Significantly, they've granted a further $460 million to American climate projects since 2009, and $4 billion worldwide in all categories. Hewlett's grants to pipeline opponents since 2009 comprise just 0.25 per cent of all its funding.

Tellingly, Hewlett concluded its pipeline opposition funding with an exit grant in 2016, after Rachel Notley introduced her climate plan.

The second largest Tar Sands funder isn't a Rockefeller, either.

Even worse for the conspiracy theory, they aren't even American. With annual grants of about $1 million over the last decade, the Geneva-based Oak Foundation partnered with Hewlett to provide almost half the funding of the Tar Sands Campaign over the last decade.

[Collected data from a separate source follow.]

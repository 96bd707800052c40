/// Model ids the upstream accepts directly.
pub const KIRO_MODELS: &[&str] = &[
    "auto",
    "claude-sonnet-4",
    "claude-sonnet-4.5",
    "claude-haiku-4.5",
    "claude-opus-4.5",
    "claude-3.7-sonnet",
];

pub const FALLBACK_MODEL: &str = "claude-sonnet-4";

/// Client-protocol aliases. Unknown names fall back to the default model and
/// the caller records a warning note on the flow.
const ALIASES: &[(&str, &str)] = &[
    ("gpt-4o", "claude-sonnet-4"),
    ("gpt-4", "claude-sonnet-4"),
    ("sonnet", "claude-sonnet-4"),
    ("gemini-1.5-pro", "claude-sonnet-4.5"),
    ("gpt-4o-mini", "claude-haiku-4.5"),
    ("gpt-3.5-turbo", "claude-haiku-4.5"),
    ("haiku", "claude-haiku-4.5"),
    ("o1", "claude-opus-4.5"),
    ("o1-preview", "claude-opus-4.5"),
    ("opus", "claude-opus-4.5"),
];

/// Resolve a requested model name to the upstream model id. Returns the id
/// plus a note when the name was unknown and fell back.
pub fn map_model(requested: &str) -> (String, Option<String>) {
    if KIRO_MODELS.contains(&requested) {
        return (requested.to_string(), None);
    }
    if let Some((_, target)) = ALIASES.iter().find(|(alias, _)| *alias == requested) {
        return (target.to_string(), None);
    }
    (
        FALLBACK_MODEL.to_string(),
        Some(format!(
            "unknown model '{}' mapped to {}",
            requested, FALLBACK_MODEL
        )),
    )
}

/// Names advertised on the model-listing endpoints: the upstream ids plus
/// the aliases clients are expected to send.
pub fn advertised_models() -> Vec<&'static str> {
    let mut out: Vec<&'static str> = KIRO_MODELS.to_vec();
    out.extend(ALIASES.iter().map(|(alias, _)| *alias));
    out
}
pub mod admin;
pub mod claude;
pub mod errors;
pub mod gemini;
pub mod openai;

use std::pin::Pin;
use std::task::{Context, Poll};

use bytes::Bytes;
use futures::Stream;

use crate::proxy::orchestrator::InFlightGuard;

/// Keeps the account's in-flight guard alive for as long as the client is
/// reading the response body. Dropping the body (client disconnect) drops
/// the guard and releases the slot.
pub struct GuardedStream {
    inner: Pin<Box<dyn Stream<Item = Result<Bytes, std::io::Error>> + Send>>,
    _guard: InFlightGuard,
}

impl GuardedStream {
    pub fn new(
        inner: Pin<Box<dyn Stream<Item = Result<Bytes, std::io::Error>> + Send>>,
        guard: InFlightGuard,
    ) -> Self {
        Self {
            inner,
            _guard: guard,
        }
    }
}

impl Stream for GuardedStream {
    type Item = Result<Bytes, std::io::Error>;

    fn poll_next(mut self: Pin<&mut Self>, cx: &mut Context<'_>) -> Poll<Option<Self::Item>> {
        self.inner.as_mut().poll_next(cx)
    }
}
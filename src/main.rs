use tracing::error;

#[tokio::main]
async fn main() {
    if let Err(e) = kiro_relay::run().await {
        error!("Startup failed: {}", e);
        std::process::exit(1);
    }
}
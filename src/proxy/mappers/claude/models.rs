use serde::{Deserialize, Serialize};
use serde_json::Value;

#[derive(Debug, Clone, Serialize, Deserialize)]
pub struct ClaudeRequest {
    pub model: String,
    #[serde(default)]
    pub messages: Vec<Message>,
    #[serde(default, skip_serializing_if = "Option::is_none")]
    pub system: Option<SystemPrompt>,
    #[serde(default)]
    pub stream: bool,
    #[serde(default)]
    pub max_tokens: Option<u32>,
    #[serde(default)]
    pub temperature: Option<f64>,
    #[serde(default)]
    pub top_p: Option<f64>,
    #[serde(default)]
    pub top_k: Option<u32>,
    #[serde(default, skip_serializing_if = "Option::is_none")]
    pub tools: Option<Vec<ClaudeTool>>,
    #[serde(default, skip_serializing_if = "Option::is_none")]
    pub tool_choice: Option<Value>,
    #[serde(default, skip_serializing_if = "Option::is_none")]
    pub stop_sequences: Option<Vec<String>>,
    #[serde(default, skip_serializing_if = "Option::is_none")]
    pub metadata: Option<Metadata>,
}

#[derive(Debug, Clone, Serialize, Deserialize)]
pub struct Metadata {
    #[serde(default, skip_serializing_if = "Option::is_none")]
    pub user_id: Option<String>,
}

#[derive(Debug, Clone, Serialize, Deserialize)]
#[serde(untagged)]
pub enum SystemPrompt {
    Text(String),
    Blocks(Vec<SystemBlock>),
}

impl SystemPrompt {
    pub fn joined_text(&self) -> String {
        match self {
            SystemPrompt::Text(t) => t.clone(),
            SystemPrompt::Blocks(blocks) => blocks
                .iter()
                .map(|b| b.text.as_str())
                .collect::<Vec<_>>()
                .join("\n"),
        }
    }
}

#[derive(Debug, Clone, Serialize, Deserialize)]
pub struct SystemBlock {
    #[serde(rename = "type")]
    pub block_type: String,
    pub text: String,
}

#[derive(Debug, Clone, Serialize, Deserialize)]
pub struct Message {
    pub role: String,
    pub content: MessageContent,
}

#[derive(Debug, Clone, Serialize, Deserialize)]
#[serde(untagged)]
pub enum MessageContent {
    String(String),
    Array(Vec<ContentBlock>),
}

#[derive(Debug, Clone, Serialize, Deserialize)]
#[serde(tag = "type")]
pub enum ContentBlock {
    #[serde(rename = "text")]
    Text { text: String },
    #[serde(rename = "image")]
    Image { source: ImageSource },
    #[serde(rename = "tool_use")]
    ToolUse {
        id: String,
        name: String,
        input: Value,
    },
    #[serde(rename = "tool_result")]
    ToolResult {
        tool_use_id: String,
        #[serde(default)]
        content: Option<Value>,
        #[serde(default)]
        is_error: Option<bool>,
    },
    // Thinking blocks from earlier turns are accepted and dropped; the
    // upstream has no slot for them.
    #[serde(rename = "thinking")]
    Thinking {
        #[serde(default)]
        thinking: String,
    },
    #[serde(rename = "redacted_thinking")]
    RedactedThinking {
        #[serde(default)]
        data: String,
    },
}

#[derive(Debug, Clone, Serialize, Deserialize)]
pub struct ImageSource {
    #[serde(rename = "type")]
    pub source_type: String,
    #[serde(default)]
    pub media_type: String,
    #[serde(default)]
    pub data: String,
}

#[derive(Debug, Clone, Serialize, Deserialize)]
pub struct ClaudeTool {
    pub name: String,
    #[serde(default, skip_serializing_if = "Option::is_none")]
    pub description: Option<String>,
    #[serde(default)]
    pub input_schema: Value,
}

#[cfg(test)]
mod tests {
    use super::*;
    use serde_json::json;

    #[test]
    fn system_accepts_both_shapes() {
        let text: SystemPrompt = serde_json::from_value(json!("be brief")).unwrap();
        assert_eq!(text.joined_text(), "be brief");

        let blocks: SystemPrompt = serde_json::from_value(json!([
            {"type": "text", "text": "one"},
            {"type": "text", "text": "two"}
        ]))
        .unwrap();
        assert_eq!(blocks.joined_text(), "one\ntwo");
    }

    #[test]
    fn tool_result_content_accepts_string_and_blocks() {
        let block: ContentBlock = serde_json::from_value(json!({
            "type": "tool_result",
            "tool_use_id": "t1",
            "content": "plain result"
        }))
        .unwrap();
        assert!(matches!(block, ContentBlock::ToolResult { .. }));

        let nested: ContentBlock = serde_json::from_value(json!({
            "type": "tool_result",
            "tool_use_id": "t2",
            "content": [{"type": "text", "text": "nested"}],
            "is_error": true
        }))
        .unwrap();
        match nested {
            ContentBlock::ToolResult { is_error, .. } => assert_eq!(is_error, Some(true)),
            _ => panic!("expected tool_result"),
        }
    }
}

Like Hewlett, with whom they collaborate on major international climate projects, Oak ranks in the top five climate funders in the world. Like Hewlett, they allocate very substantial funding — $250 million — to American-based climate initiatives, out of $2.6 billion in total grants since 2009.

The Oak Foundation is the most closely held family foundation among major climate funders, with a board dominated by environmentalist family members. Founded by British billionaire Alan Parker and his wife, Jette, who remain active on the board, its chair is their son Dr. Kristian Parker, a marine biologist who holds a doctorate in environmental sciences. Interviewed in 2016, he outlined the importance of shifting public opinion on climate change as a key driver of Oak's funding strategy.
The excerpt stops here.